Foreclosure notices in metro Atlanta have fallen sharply for the year so far, despite a rise this month that stemmed from a longer filing period.
The latest numbers, released Monday, showed 16,322 notices through July, compared with 33,771 for the same seven months of 2013.
“In the big picture, I think our local economy and local real estate market are much healthier than they were,” said Charles Crawford, Jr., president and chief executive of the Private Bank of Buckhead. “I am encouraged by the numbers I see.”
There were 2,430 foreclosure notices in metro Atlanta in July, according to the monthly report by Equity Depot. That is up from 2,054 in June and 2,104 in May, but far below the 5,200 reported in July of a year ago. This year there was essentially an extra week for lenders to issue notices, due to the calendar.
“(A rise) is normal with a ‘long’ period (of) five weeks between auctions,” said Barry Bramlett, president and CEO of the Kennesaw-based research firm.. “The numbers are still down and we don’t have any indication that will change in the coming months.”
July notices are for auctions on county courthouse steps that would take place next month. Many foreclosure notices do not get that far, however. Lenders sometimes negotiate with homeowners and foreclosure proceedings can get postponed or withdrawn.
While positive, this year’s sharp decline may paint a picture that is slightly rosier than reality, said Dan Immergluck, a professor at Georgia Tech’s School of City and Regional Planning. Many – perhaps one-third or more of those who hold mortgages — are “underwater” because their homes would fetch less than what they still owe on their mortgages.

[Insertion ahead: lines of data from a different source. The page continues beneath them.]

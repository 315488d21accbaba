use crate::asr::LoadProgress;
use crate::error::WorkerError;
use crate::protocol::{Envelope, LoadingStatus, SessionId, WorkerMessage};

use super::MessageSink;

/// Emits one session's messages and keeps its download/loading flags.
///
/// Downloads and pipeline construction are reported with separate message
/// kinds. The loading flag goes up once and comes down once, on success or on
/// failure; a failure is reported as a single `Error` no matter how often
/// [`fail`](Self::fail) is called.
pub struct ProgressReporter<'a> {
    session: SessionId,
    sink: &'a mut dyn MessageSink,
    downloading: bool,
    loading: bool,
    loading_announced: bool,
    failed: bool,
    sink_error: Option<WorkerError>,
}

impl<'a> ProgressReporter<'a> {
    pub fn new(session: SessionId, sink: &'a mut dyn MessageSink) -> Self {
        Self {
            session,
            sink,
            downloading: false,
            loading: false,
            loading_announced: false,
            failed: false,
            sink_error: None,
        }
    }

    pub fn is_downloading(&self) -> bool {
        self.downloading
    }

    pub fn is_loading(&self) -> bool {
        self.loading
    }

    pub fn on_load_progress(&mut self, progress: LoadProgress) {
        match progress {
            LoadProgress::Download(event) => {
                self.downloading = true;
                log::trace!(
                    "Session {} downloading {} ({}/{})",
                    self.session,
                    event.file,
                    event.loaded,
                    event.total
                );
                self.emit(WorkerMessage::Downloading(event));
            }
            LoadProgress::Constructing => self.begin_loading(),
        }
    }

    pub fn begin_loading(&mut self) {
        if self.loading_announced || self.failed {
            return;
        }
        self.downloading = false;
        self.loading = true;
        self.loading_announced = true;
        self.emit(WorkerMessage::loading(LoadingStatus::Loading));
    }

    /// The pipeline is ready. A cached pipeline never announced construction,
    /// so the `loading` status is sent first in that case.
    pub fn loaded(&mut self) {
        if self.failed {
            return;
        }
        self.begin_loading();
        self.loading = false;
        self.emit(WorkerMessage::loading(LoadingStatus::Success));
    }

    pub fn fail(&mut self, message: impl Into<String>) {
        if self.failed {
            log::debug!("Session {} already failed; dropping error", self.session);
            return;
        }
        self.failed = true;
        self.downloading = false;
        self.loading = false;

        let message = message.into();
        log::error!("Session {} failed: {message}", self.session);
        self.emit(WorkerMessage::error(message));
    }

    pub fn emit(&mut self, message: WorkerMessage) {
        if self.sink_error.is_some() {
            return;
        }
        if let Err(err) = self.sink.send(Envelope::new(self.session, message)) {
            log::warn!("Session {}: host unreachable: {err}", self.session);
            self.sink_error = Some(err);
        }
    }

    pub fn is_disconnected(&self) -> bool {
        self.sink_error.is_some()
    }

    /// First delivery failure, if the host went away mid-session.
    pub fn take_sink_error(&mut self) -> Option<WorkerError> {
        self.sink_error.take()
    }
}

#[cfg(test)]
mod tests {
    use super::*;
    use crate::protocol::ProgressEvent;

    fn kinds(sent: &[Envelope]) -> Vec<&'static str> {
        sent.iter().map(|e| e.message.kind()).collect()
    }

    #[test]
    fn download_then_construct_then_success() {
        let mut sent = Vec::new();
        let mut reporter = ProgressReporter::new(SessionId(1), &mut sent);
        reporter.on_load_progress(LoadProgress::Download(ProgressEvent::new("a", 1, 2)));
        assert!(reporter.is_downloading());
        reporter.on_load_progress(LoadProgress::Constructing);
        assert!(!reporter.is_downloading());
        assert!(reporter.is_loading());
        reporter.loaded();
        assert!(!reporter.is_loading());

        assert_eq!(kinds(&sent), vec!["downloading", "loading", "loading"]);
        assert_eq!(
            sent[2].message,
            WorkerMessage::loading(LoadingStatus::Success)
        );
    }

    #[test]
    fn cached_pipeline_still_announces_loading() {
        let mut sent = Vec::new();
        let mut reporter = ProgressReporter::new(SessionId(2), &mut sent);
        reporter.loaded();
        assert_eq!(
            sent.iter().map(|e| e.message.clone()).collect::<Vec<_>>(),
            vec![
                WorkerMessage::loading(LoadingStatus::Loading),
                WorkerMessage::loading(LoadingStatus::Success),
            ]
        );
    }

    #[test]
    fn failure_clears_flags_and_reports_once() {
        let mut sent = Vec::new();
        let mut reporter = ProgressReporter::new(SessionId(3), &mut sent);
        reporter.on_load_progress(LoadProgress::Download(ProgressEvent::new("a", 1, 2)));
        reporter.fail("network down");
        reporter.fail("again");
        reporter.loaded();
        assert!(!reporter.is_downloading());
        assert!(!reporter.is_loading());
        assert!(reporter.failed);
        assert_eq!(kinds(&sent), vec!["downloading", "error"]);
    }
}
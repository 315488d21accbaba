//! Boundary between the worker and a concrete speech model.
//!
//! A pipeline turns audio into a pull-based stream of [`PipelineEvent`]s, so
//! the reconciler can be driven the same way by a real model or by a scripted
//! event sequence.

use std::sync::{Arc, Mutex, MutexGuard};

use crate::asr::recognizer::AsrError;
use crate::protocol::ProgressEvent;
use crate::streaming::chunks::{decode_asr, AsrDecodeOptions, DecodedSpan, RawChunk};

/// Shape parameters of the loaded model that affect timestamp conversion.
#[derive(Debug, Clone, PartialEq)]
pub struct ModelConfig {
    /// Seconds of audio the feature extractor consumes per window.
    pub chunk_length: f64,
    /// Encoder positions per window, when the model reports it.
    pub max_source_positions: Option<usize>,
    pub sampling_rate: u32,
}

impl ModelConfig {
    /// Seconds per model-native time unit. An unknown or zero position count
    /// counts as one.
    pub fn time_precision(&self) -> f64 {
        let divisor = self.max_source_positions.filter(|&n| n > 0).unwrap_or(1);
        self.chunk_length / divisor as f64
    }
}

#[derive(Debug, Clone, PartialEq)]
pub struct RunOptions {
    /// Sampling filter size; `None` disables it.
    pub top_k: Option<usize>,
    pub do_sample: bool,
    pub chunk_length_s: f64,
    pub stride_length_s: f64,
    pub return_timestamps: bool,
}

impl Default for RunOptions {
    fn default() -> Self {
        Self {
            top_k: None,
            do_sample: false,
            chunk_length_s: 30.0,
            stride_length_s: 5.0,
            return_timestamps: true,
        }
    }
}

/// One candidate hypothesis at a decoding step.
#[derive(Debug, Clone, PartialEq)]
pub struct Beam {
    pub output_token_ids: Vec<i32>,
    pub score: f32,
}

#[derive(Debug, Clone, PartialEq)]
pub enum PipelineEvent {
    /// Current beams after one decoding step, best first.
    DecodeStep(Vec<Beam>),
    /// A window finished decoding.
    ChunkBoundary(RawChunk),
}

pub type PipelineRun<'a> = Box<dyn Iterator<Item = Result<PipelineEvent, AsrError>> + 'a>;

pub trait AsrPipeline: Send {
    fn run<'a>(
        &'a mut self,
        audio: &'a [f32],
        options: &RunOptions,
    ) -> Result<PipelineRun<'a>, AsrError>;
}

/// Token-level text decoding of a model's vocabulary.
pub trait TokenDecoder: Send + Sync {
    fn decode(&self, token_ids: &[i32], skip_special_tokens: bool) -> String;

    /// Timestamp-aware decode of a window history.
    fn decode_asr(&self, chunks: &[RawChunk], options: &AsrDecodeOptions) -> Vec<DecodedSpan> {
        decode_asr(chunks, options)
    }
}

#[derive(Debug, Clone, PartialEq)]
pub enum LoadProgress {
    /// Weight bytes fetched for one file.
    Download(ProgressEvent),
    /// All files are present; the model is being constructed.
    Constructing,
}

pub trait PipelineLoader: Send + Sync {
    fn load(
        &self,
        model_id: &str,
        on_progress: &mut dyn FnMut(LoadProgress),
    ) -> Result<PipelineHandle, AsrError>;
}

/// A loaded pipeline plus what the reconciler needs to read its output.
pub struct PipelineHandle {
    model_id: String,
    config: ModelConfig,
    tokenizer: Arc<dyn TokenDecoder>,
    pipeline: Mutex<Box<dyn AsrPipeline>>,
}

impl PipelineHandle {
    pub fn new(
        model_id: impl Into<String>,
        config: ModelConfig,
        tokenizer: Arc<dyn TokenDecoder>,
        pipeline: Box<dyn AsrPipeline>,
    ) -> Self {
        Self {
            model_id: model_id.into(),
            config,
            tokenizer,
            pipeline: Mutex::new(pipeline),
        }
    }

    pub fn model_id(&self) -> &str {
        &self.model_id
    }

    pub fn config(&self) -> &ModelConfig {
        &self.config
    }

    pub fn tokenizer(&self) -> Arc<dyn TokenDecoder> {
        Arc::clone(&self.tokenizer)
    }

    pub fn lock(&self) -> Result<MutexGuard<'_, Box<dyn AsrPipeline>>, AsrError> {
        self.pipeline.lock().map_err(|_| AsrError::Busy)
    }
}

impl std::fmt::Debug for PipelineHandle {
    fn fmt(&self, f: &mut std::fmt::Formatter<'_>) -> std::fmt::Result {
        f.debug_struct("PipelineHandle")
            .field("model_id", &self.model_id)
            .field("config", &self.config)
            .finish_non_exhaustive()
    }
}

#[cfg(test)]
mod tests {
    use super::*;

    #[test]
    fn time_precision_uses_positions() {
        let config = ModelConfig {
            chunk_length: 30.0,
            max_source_positions: Some(1500),
            sampling_rate: 16_000,
        };
        assert!((config.time_precision() - 0.02).abs() < 1e-12);
    }

    #[test]
    fn time_precision_guards_missing_divisor() {
        let mut config = ModelConfig {
            chunk_length: 30.0,
            max_source_positions: None,
            sampling_rate: 16_000,
        };
        assert_eq!(config.time_precision(), 30.0);
        config.max_source_positions = Some(0);
        assert_eq!(config.time_precision(), 30.0);
    }

    #[test]
    fn default_run_options_are_deterministic() {
        let options = RunOptions::default();
        assert_eq!(options.top_k, None);
        assert!(!options.do_sample);
        assert_eq!(options.chunk_length_s, 30.0);
        assert_eq!(options.stride_length_s, 5.0);
        assert!(options.return_timestamps);
    }
}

They may be able to make mortgage payments, but they remain vulnerable. The stress is not spread evenly, because home values vary wildly by neighborhood, he said.
“School quality has always been important in Atlanta, but it is even more important right now,” Immergluck said. “So we have lots of neighborhoods where 30 or 40 percent of the homeowners are underwater and we have lots of neighborhoods where essentially nobody is.”
Since the housing bubble burst in 2006 and 2007, an estimated 5 million Americans have lost their home to foreclosure.
Metro Atlanta had been among the leaders during the frenetic construction during the housing bubble and it was among the leaders in foreclosures after the bust. Foreclosures matter even to those not directly affected, as they pull down home values in the surrounding area.
The damage caused by the housing bust rippled through the region’s entire economy, as tens of thousands of jobs disappeared.
Atlanta’s housing recovery has been slow because its economic growth has been sluggish, said James Kau, professor in the real estate program at the University of Georgia Terry College of Business. “Our past levels of 4 or 5 percent growth (per year) seem no longer possible in the future.”
The decline in foreclosures is evident in the sales market, where inventory is tight and prices are up, said Colette Barnett, a Gwinnett-based real estate agent for Redfin. “The market was just flooded with foreclosure sales two years ago. There are a lot more regular sales on the market now.”
Demand is also far below levels of years past, with credit still tight and the job market too weak to fuel past levels of mobility.
The market has a long way to go toward normal, if that can even be defined, said Charlotte Sears, president of Coldwell Banker Residential Brokerage, a residential real estate company.
“Who knows what a healthy market looks like? Who knows when we will see it? But we are moving in the right direction.”